Output the data below line for line, exactly, up to and including the line where "new IMAP client" appears.

━━ Exercise data

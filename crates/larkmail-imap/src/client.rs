//! IMAP client implementation

use crate::{ImapError, ImapResult, SaslAuthenticator};
use async_imap::{Client, Session};
use async_native_tls::TlsStream;
use async_std::io::{Read, Write};
use async_std::net::TcpStream;
use larkmail_auth::{yahoo, AuthError, Authenticator, XOAUTH2_MECHANISM};
use std::fmt::Debug;
use std::time::Duration;
use tracing::{debug, info};

// Type alias for our TLS stream
type ImapStream = TlsStream<TcpStream>;

/// How long to wait for the TCP connection
pub const CONNECT_TIMEOUT: Duration = Duration::from_secs(30);

/// IMAP client for one server
pub struct ImapClient {
    session: Option<Session<ImapStream>>,
    host: String,
    port: u16,
}

impl ImapClient {
    /// Create a new IMAP client
    pub fn new(host: impl Into<String>, port: u16) -> Self {
        Self {
            session: None,
            host: host.into(),
            port,
        }
    }

    /// Create a Yahoo IMAP client
    pub fn yahoo() -> Self {
        Self::new(yahoo::IMAP_HOST, yahoo::IMAP_PORT)
    }

    async fn connect(&self) -> ImapResult<Client<ImapStream>> {
        info!("Connecting to {}:{}", self.host, self.port);

        let address = format!("{}:{}", self.host, self.port);
        let tcp_stream = async_std::future::timeout(CONNECT_TIMEOUT, TcpStream::connect(address))
            .await
            .map_err(|_| ImapError::Timeout)?
            .map_err(|e| ImapError::ConnectionFailed(e.to_string()))?;

        let tls_stream = async_native_tls::TlsConnector::new()
            .connect(&self.host, tcp_stream)
            .await
            .map_err(|e| ImapError::TlsError(e.to_string()))?;

        debug!("TLS connection established");
        let mut client = Client::new(tls_stream);
        read_greeting(&mut client).await?;
        Ok(client)
    }

    /// Connect and log in
    pub async fn login(&mut self, auth: &Authenticator) -> ImapResult<()> {
        let client = self.connect().await?;
        self.session = Some(authenticate(client, auth).await?);
        Ok(())
    }

    fn session_mut(&mut self) -> ImapResult<&mut Session<ImapStream>> {
        self.session.as_mut().ok_or(ImapError::NotConnected)
    }

    /// Send NOOP
    pub async fn noop(&mut self) -> ImapResult<()> {
        self.session_mut()?
            .noop()
            .await
            .map_err(|e| ImapError::ServerError(e.to_string()))
    }

    /// Log out and drop the session
    pub async fn logout(&mut self) -> ImapResult<()> {
        if let Some(mut session) = self.session.take() {
            session
                .logout()
                .await
                .map_err(|e| ImapError::ServerError(e.to_string()))?;
            info!("Logged out from {}", self.host);
        }
        Ok(())
    }
}

/// Consume the untagged greeting so it is not mistaken for a reply
pub async fn read_greeting<T>(client: &mut Client<T>) -> ImapResult<()>
where
    T: Read + Write + Unpin + Debug + Send,
{
    match client.read_response().await {
        Some(Ok(_)) => {
            debug!("Read server greeting");
            Ok(())
        }
        Some(Err(e)) => Err(ImapError::ConnectionFailed(format!("reading greeting: {}", e))),
        None => Err(ImapError::ConnectionFailed(
            "connection closed before the greeting".into(),
        )),
    }
}

/// Sort a LOGIN/AUTHENTICATE failure: only a server refusal is a bad credential
fn login_error(e: async_imap::error::Error) -> ImapError {
    use async_imap::error::Error;
    match e {
        Error::No(message) | Error::Bad(message) => ImapError::AuthenticationFailed(message),
        Error::Io(e) => ImapError::ConnectionFailed(e.to_string()),
        Error::ConnectionLost => ImapError::ConnectionFailed("connection lost".into()),
        other => ImapError::ServerError(other.to_string()),
    }
}

/// Log in on an established connection with either method
pub async fn authenticate<T>(client: Client<T>, auth: &Authenticator) -> ImapResult<Session<T>>
where
    T: Read + Write + Unpin + Debug + Send,
{
    match auth {
        Authenticator::Password { username, password } => {
            info!("Authenticating with LOGIN for {}", username);
            let session = client
                .login(username, password)
                .await
                .map_err(|(e, _)| login_error(e))?;
            info!("LOGIN authentication successful");
            Ok(session)
        }
        Authenticator::Bearer(sasl) => {
            info!("Authenticating with XOAUTH2 for {}", sasl.email());
            let authenticator = SaslAuthenticator::new(sasl.clone());
            let violation = authenticator.violation();

            let result = client
                .authenticate(XOAUTH2_MECHANISM, authenticator)
                .await;

            let recorded = match violation.lock() {
                Ok(mut slot) => slot.take(),
                Err(poisoned) => poisoned.into_inner().take(),
            };
            match (result, recorded) {
                (_, Some(AuthError::UnexpectedChallenge(challenge))) => {
                    Err(ImapError::Protocol(format!("unexpected challenge: {}", challenge)))
                }
                (_, Some(other)) => Err(ImapError::AuthenticationFailed(other.to_string())),
                (Err((e, _)), None) => Err(login_error(e)),
                (Ok(session), None) => {
                    info!("XOAUTH2 authentication successful");
                    Ok(session)
                }
            }
        }
    }
}

/// Prove a logged-in session works, then end it
pub async fn verify_session<T>(mut session: Session<T>) -> ImapResult<()>
where
    T: Read + Write + Unpin + Debug + Send,
{
    session
        .noop()
        .await
        .map_err(|e| ImapError::ServerError(e.to_string()))?;
    session
        .logout()
        .await
        .map_err(|e| ImapError::ServerError(e.to_string()))?;
    debug!("IMAP session verified");
    Ok(())
}

/// Connect to `host:port`, log in, NOOP and log out
pub async fn verify(host: &str, port: u16, auth: &Authenticator) -> ImapResult<()> {
    let mut client = ImapClient::new(host, port);
    client.login(auth).await?;
    client.noop().await?;
    client.logout().await
}
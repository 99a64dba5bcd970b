//! Error types for the auth module

use thiserror::Error;

/// Result type for auth operations
pub type AuthResult<T> = Result<T, AuthError>;

/// Broad category of an authentication failure, used for exit codes and hints
#[derive(Debug, Clone, Copy, PartialEq, Eq)]
pub enum ErrorKind {
    /// OAuth client credentials or other settings are missing
    Configuration,
    /// Credentials were rejected or the flow was tampered with
    Authentication,
    /// No stored credential or token
    NotFound,
    /// Sockets, timeouts and the callback listener
    Network,
    /// The peer did something the mechanism does not allow
    Protocol,
    /// Neither secret backend could persist a value
    Storage,
}

/// Errors that can occur during authentication
#[derive(Debug, Error)]
pub enum AuthError {
    /// OAuth client id or secret could not be resolved
    #[error(
        "OAuth credentials not configured; set LARKMAIL_CLIENT_ID and LARKMAIL_CLIENT_SECRET"
    )]
    MissingClientConfig,

    /// Invalid configuration value (bad endpoint URL, ...)
    #[error("Invalid configuration: {0}")]
    InvalidConfig(String),

    /// The local callback listener could not bind its port
    #[error("Failed to start callback server on port {port}: {message}")]
    CallbackBind { port: u16, message: String },

    /// TLS material for the callback listener could not be produced
    #[error("Failed to prepare TLS for callback server: {0}")]
    Tls(String),

    /// The callback did not echo the state token of this flow
    #[error("OAuth2 state mismatch")]
    StateMismatch,

    /// The authorization server redirected back with an error
    #[error("Authorization denied: {0}")]
    AuthorizationDenied(String),

    /// The callback carried neither an error nor a code
    #[error("No authorization code in callback")]
    MissingCode,

    /// Nobody completed the browser step in time
    #[error("Authentication timed out after {0} seconds")]
    CallbackTimeout(u64),

    /// Authorization code could not be exchanged for a token
    #[error("Token exchange failed: {0}")]
    ExchangeFailed(String),

    /// Refresh token was rejected or the refresh request failed
    #[error("Token refresh failed: {0}")]
    RefreshFailed(String),

    /// No usable credential record
    #[error("Not authenticated")]
    NotAuthenticated,

    /// No OAuth token stored
    #[error("No OAuth token stored")]
    TokenNotFound,

    /// A key is missing from every secret backend
    #[error("Secret not found: {0}")]
    SecretNotFound(String),

    /// A stored value exists but cannot be decoded
    #[error("Stored {0} is unreadable")]
    CorruptSecret(String),

    /// Secret storage error
    #[error("Secret storage error: {0}")]
    Secret(String),

    /// The server sent a challenge to a single-round mechanism
    #[error("XOAUTH2 unexpected challenge: {0}")]
    UnexpectedChallenge(String),

    /// Generic IO error
    #[error("IO error: {0}")]
    Io(#[from] std::io::Error),
}

impl AuthError {
    /// Category of this error
    pub fn kind(&self) -> ErrorKind {
        match self {
            AuthError::MissingClientConfig | AuthError::InvalidConfig(_) => {
                ErrorKind::Configuration
            }
            AuthError::StateMismatch
            | AuthError::AuthorizationDenied(_)
            | AuthError::ExchangeFailed(_)
            | AuthError::RefreshFailed(_) => ErrorKind::Authentication,
            AuthError::NotAuthenticated
            | AuthError::TokenNotFound
            | AuthError::SecretNotFound(_)
            | AuthError::CorruptSecret(_) => ErrorKind::NotFound,
            AuthError::CallbackBind { .. }
            | AuthError::Tls(_)
            | AuthError::CallbackTimeout(_)
            | AuthError::Io(_) => ErrorKind::Network,
            AuthError::MissingCode | AuthError::UnexpectedChallenge(_) => ErrorKind::Protocol,
            AuthError::Secret(_) => ErrorKind::Storage,
        }
    }

    /// Short remediation hint for the user, if there is one
    pub fn hint(&self) -> Option<&'static str> {
        match self {
            AuthError::MissingClientConfig => Some(
                "Export LARKMAIL_CLIENT_ID and LARKMAIL_CLIENT_SECRET, or use --app-password.",
            ),
            AuthError::CallbackBind { .. } => {
                Some("Another process is using the port; pass a different --port.")
            }
            AuthError::CallbackTimeout(_) => {
                Some("Complete the sign-in in your browser within two minutes.")
            }
            AuthError::StateMismatch
            | AuthError::AuthorizationDenied(_)
            | AuthError::MissingCode
            | AuthError::ExchangeFailed(_) => Some("Run 'larkmail auth login' again."),
            AuthError::NotAuthenticated
            | AuthError::TokenNotFound
            | AuthError::CorruptSecret(_)
            | AuthError::RefreshFailed(_) => {
                Some("Run 'larkmail auth login' to re-authenticate.")
            }
            _ => None,
        }
    }
}

#[cfg(test)]
mod tests {
    use super::*;

    #[test]
    fn test_flow_errors_are_distinct() {
        let errors = [
            AuthError::StateMismatch,
            AuthError::AuthorizationDenied("access_denied".into()),
            AuthError::MissingCode,
            AuthError::CallbackTimeout(120),
        ];
        let messages: Vec<String> = errors.iter().map(|e| e.to_string()).collect();
        for (i, a) in messages.iter().enumerate() {
            for b in &messages[i + 1..] {
                assert_ne!(a, b);
            }
        }
    }

    #[test]
    fn test_kinds() {
        assert_eq!(AuthError::MissingClientConfig.kind(), ErrorKind::Configuration);
        assert_eq!(AuthError::StateMismatch.kind(), ErrorKind::Authentication);
        assert_eq!(AuthError::NotAuthenticated.kind(), ErrorKind::NotFound);
        assert_eq!(AuthError::CallbackTimeout(120).kind(), ErrorKind::Network);
        assert_eq!(
            AuthError::UnexpectedChallenge("x".into()).kind(),
            ErrorKind::Protocol
        );
        assert_eq!(AuthError::Secret("both failed".into()).kind(), ErrorKind::Storage);
        assert_eq!(
            AuthError::CorruptSecret("oauth_token".into()).kind(),
            ErrorKind::NotFound
        );
    }

    #[test]
    fn test_relogin_hint() {
        let hint = AuthError::RefreshFailed("invalid_grant".into()).hint();
        assert!(hint.unwrap().contains("auth login"));
    }
}
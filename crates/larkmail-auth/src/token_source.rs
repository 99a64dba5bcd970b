//! Token sources with transparent refresh
//!
//! [`token_source`] stacks three layers:
//!
//! - [`ReuseTokenSource`] hands out the cached token while it is valid,
//! - [`PersistingTokenSource`] writes every freshly fetched token back to the
//!   secret store,
//! - [`RefreshTokenSource`] trades the refresh token for a new access token.

use crate::token::{load_token, store_token};
use crate::{AuthError, AuthResult, OAuthToken, SecretStore};
use async_trait::async_trait;
use std::sync::Arc;
use tokio::sync::Mutex;
use tracing::{debug, info, warn};

/// Something that can hand out a usable OAuth2 token
#[async_trait]
pub trait TokenSource: Send + Sync {
    async fn token(&self) -> AuthResult<OAuthToken>;
}

/// Something that can trade a refresh token for a new token
#[async_trait]
pub trait TokenRefresher: Send + Sync {
    async fn refresh(&self, refresh_token: &str) -> AuthResult<OAuthToken>;
}

#[async_trait]
impl<S: TokenSource + ?Sized> TokenSource for Box<S> {
    async fn token(&self) -> AuthResult<OAuthToken> {
        (**self).token().await
    }
}

/// Fetches a new token on every call using the refresh token
pub struct RefreshTokenSource<R> {
    refresher: R,
    refresh_token: Mutex<Option<String>>,
}

impl<R: TokenRefresher> RefreshTokenSource<R> {
    pub fn new(refresher: R, refresh_token: Option<String>) -> Self {
        Self {
            refresher,
            refresh_token: Mutex::new(refresh_token),
        }
    }
}

#[async_trait]
impl<R: TokenRefresher> TokenSource for RefreshTokenSource<R> {
    async fn token(&self) -> AuthResult<OAuthToken> {
        let mut current = self.refresh_token.lock().await;
        let refresh_token = current
            .clone()
            .ok_or_else(|| AuthError::RefreshFailed("token expired and no refresh token".into()))?;

        let mut token = self.refresher.refresh(&refresh_token).await?;
        match &token.refresh_token {
            Some(rotated) => *current = Some(rotated.clone()),
            None => token.refresh_token = Some(refresh_token),
        }
        Ok(token)
    }
}

/// Persists every token the inner source produces
pub struct PersistingTokenSource<S> {
    inner: S,
    store: Arc<SecretStore>,
}

impl<S: TokenSource> PersistingTokenSource<S> {
    pub fn new(inner: S, store: Arc<SecretStore>) -> Self {
        Self { inner, store }
    }
}

#[async_trait]
impl<S: TokenSource> TokenSource for PersistingTokenSource<S> {
    async fn token(&self) -> AuthResult<OAuthToken> {
        let token = self.inner.token().await?;
        // the token is usable even if it could not be saved
        if let Err(e) = store_token(&self.store, &token) {
            warn!("Failed to persist refreshed OAuth2 token: {}", e);
        }
        Ok(token)
    }
}

/// Returns the cached token until it expires, then asks the inner source
pub struct ReuseTokenSource<S> {
    current: Mutex<OAuthToken>,
    inner: S,
}

impl<S: TokenSource> ReuseTokenSource<S> {
    pub fn new(token: OAuthToken, inner: S) -> Self {
        Self {
            current: Mutex::new(token),
            inner,
        }
    }
}

#[async_trait]
impl<S: TokenSource> TokenSource for ReuseTokenSource<S> {
    async fn token(&self) -> AuthResult<OAuthToken> {
        let mut current = self.current.lock().await;
        if current.is_valid() {
            return Ok(current.clone());
        }

        info!("OAuth2 access token expired, refreshing");
        let token = self.inner.token().await?;
        *current = token.clone();
        Ok(token)
    }
}

/// Build the refreshing, self-persisting source for the stored token
pub fn token_source<R: TokenRefresher + 'static>(
    store: Arc<SecretStore>,
    refresher: R,
) -> AuthResult<impl TokenSource> {
    let token = load_token(&store)?;
    let refresh = RefreshTokenSource::new(refresher, token.refresh_token.clone());
    Ok(ReuseTokenSource::new(
        token,
        PersistingTokenSource::new(refresh, store),
    ))
}

/// Drive a source once and return only the bearer string
pub async fn access_token(source: &dyn TokenSource) -> AuthResult<String> {
    match source.token().await {
        Ok(token) => {
            debug!("Obtained OAuth2 access token");
            Ok(token.access_token)
        }
        Err(e @ (AuthError::TokenNotFound | AuthError::NotAuthenticated)) => Err(e),
        Err(AuthError::RefreshFailed(msg)) => Err(AuthError::RefreshFailed(msg)),
        Err(e) => Err(AuthError::RefreshFailed(e.to_string())),
    }
}
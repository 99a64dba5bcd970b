//! IMAP support for larkmail
//!
//! Connects over implicit TLS and logs in with whatever
//! [`larkmail_auth::Authenticator`] the stored credentials produce.

mod client;
mod error;
mod sasl;

pub use client::{
    authenticate, read_greeting, verify, verify_session, ImapClient, CONNECT_TIMEOUT,
};
pub use error::{ImapError, ImapResult};
pub use sasl::SaslAuthenticator;
//! OAuth client configuration and on-disk locations
//!
//! Client credentials come from build-time defaults that the runtime
//! environment can override. The resolved struct is built once at startup and
//! passed by reference; nothing here is process-global.

use crate::{yahoo, AuthError, AuthResult};
use std::path::{Path, PathBuf};

/// Environment variable overriding the OAuth client id
pub const CLIENT_ID_ENV: &str = "LARKMAIL_CLIENT_ID";
/// Environment variable overriding the OAuth client secret
pub const CLIENT_SECRET_ENV: &str = "LARKMAIL_CLIENT_SECRET";
/// Environment variable overriding the configuration directory
pub const CONFIG_DIR_ENV: &str = "LARKMAIL_CONFIG_DIR";

const APP_NAME: &str = "larkmail";

/// OAuth2 client configuration
#[derive(Clone)]
pub struct OAuthClientConfig {
    /// OAuth2 client ID
    pub client_id: String,
    /// OAuth2 client secret
    pub client_secret: String,
    /// Authorization endpoint URL
    pub auth_url: String,
    /// Token endpoint URL
    pub token_url: String,
    /// Requested scopes
    pub scopes: Vec<String>,
}

impl OAuthClientConfig {
    /// Resolve the configuration from compile-time defaults and the process
    /// environment
    pub fn from_env() -> AuthResult<Self> {
        Self::resolve(
            option_env!("LARKMAIL_CLIENT_ID"),
            option_env!("LARKMAIL_CLIENT_SECRET"),
            |name| std::env::var(name).ok(),
        )
    }

    /// Resolve the configuration from explicit defaults and a variable lookup
    ///
    /// A non-empty looked-up value wins over the default. Fails with
    /// [`AuthError::MissingClientConfig`] if either value ends up empty.
    pub fn resolve(
        default_id: Option<&str>,
        default_secret: Option<&str>,
        lookup: impl Fn(&str) -> Option<String>,
    ) -> AuthResult<Self> {
        let pick = |name: &str, default: Option<&str>| {
            lookup(name)
                .filter(|v| !v.is_empty())
                .or_else(|| default.filter(|v| !v.is_empty()).map(str::to_string))
        };

        let client_id = pick(CLIENT_ID_ENV, default_id).ok_or(AuthError::MissingClientConfig)?;
        let client_secret =
            pick(CLIENT_SECRET_ENV, default_secret).ok_or(AuthError::MissingClientConfig)?;

        Ok(Self {
            client_id,
            client_secret,
            auth_url: yahoo::AUTH_URL.to_string(),
            token_url: yahoo::TOKEN_URL.to_string(),
            scopes: yahoo::SCOPES.iter().map(|s| s.to_string()).collect(),
        })
    }

    /// Redirect URI registered with the provider for a given callback port
    pub fn redirect_uri(&self, port: u16) -> String {
        format!("https://localhost:{}", port)
    }
}

impl std::fmt::Debug for OAuthClientConfig {
    fn fmt(&self, f: &mut std::fmt::Formatter<'_>) -> std::fmt::Result {
        f.debug_struct("OAuthClientConfig")
            .field("client_id", &self.client_id)
            .field("client_secret", &"<redacted>")
            .field("auth_url", &self.auth_url)
            .field("token_url", &self.token_url)
            .field("scopes", &self.scopes)
            .finish()
    }
}

/// Locations of larkmail's private files
#[derive(Debug, Clone)]
pub struct Paths {
    root: PathBuf,
}

impl Paths {
    /// Use an explicit configuration directory
    pub fn new(root: impl Into<PathBuf>) -> Self {
        Self { root: root.into() }
    }

    /// Platform configuration directory, overridable with `LARKMAIL_CONFIG_DIR`
    pub fn from_env() -> AuthResult<Self> {
        if let Some(dir) = std::env::var_os(CONFIG_DIR_ENV).filter(|v| !v.is_empty()) {
            return Ok(Self::new(dir));
        }
        let base = dirs::config_dir().ok_or_else(|| {
            AuthError::InvalidConfig("cannot determine the user configuration directory".into())
        })?;
        Ok(Self::new(base.join(APP_NAME)))
    }

    /// Configuration directory
    pub fn config_dir(&self) -> &Path {
        &self.root
    }

    /// Directory for the secret file fallback
    pub fn token_dir(&self) -> PathBuf {
        self.root.join("tokens")
    }
}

━━━━

[Problem solution]
filename crates/larkmail-imap/src/client.rs
//! IMAP client implementation

use crate::{ImapError, ImapResult, SaslAuthenticator};
use async_imap::{Client, Session};
use async_native_tls::TlsStream;
use async_std::io::{Read, Write};
use async_std::net::TcpStream;
use larkmail_auth::{yahoo, AuthError, Authenticator, XOAUTH2_MECHANISM};
use std::fmt::Debug;
use std::time::Duration;
use tracing::{debug, info};

// Type alias for our TLS stream
type ImapStream = TlsStream<TcpStream>;

/// How long to wait for the TCP connection
pub const CONNECT_TIMEOUT: Duration = Duration::from_secs(30);

/// IMAP client for one server
pub struct ImapClient {
    session: Option<Session<ImapStream>>,
    host: String,
    port: u16,
}

impl ImapClient {
    /// Create a new IMAP client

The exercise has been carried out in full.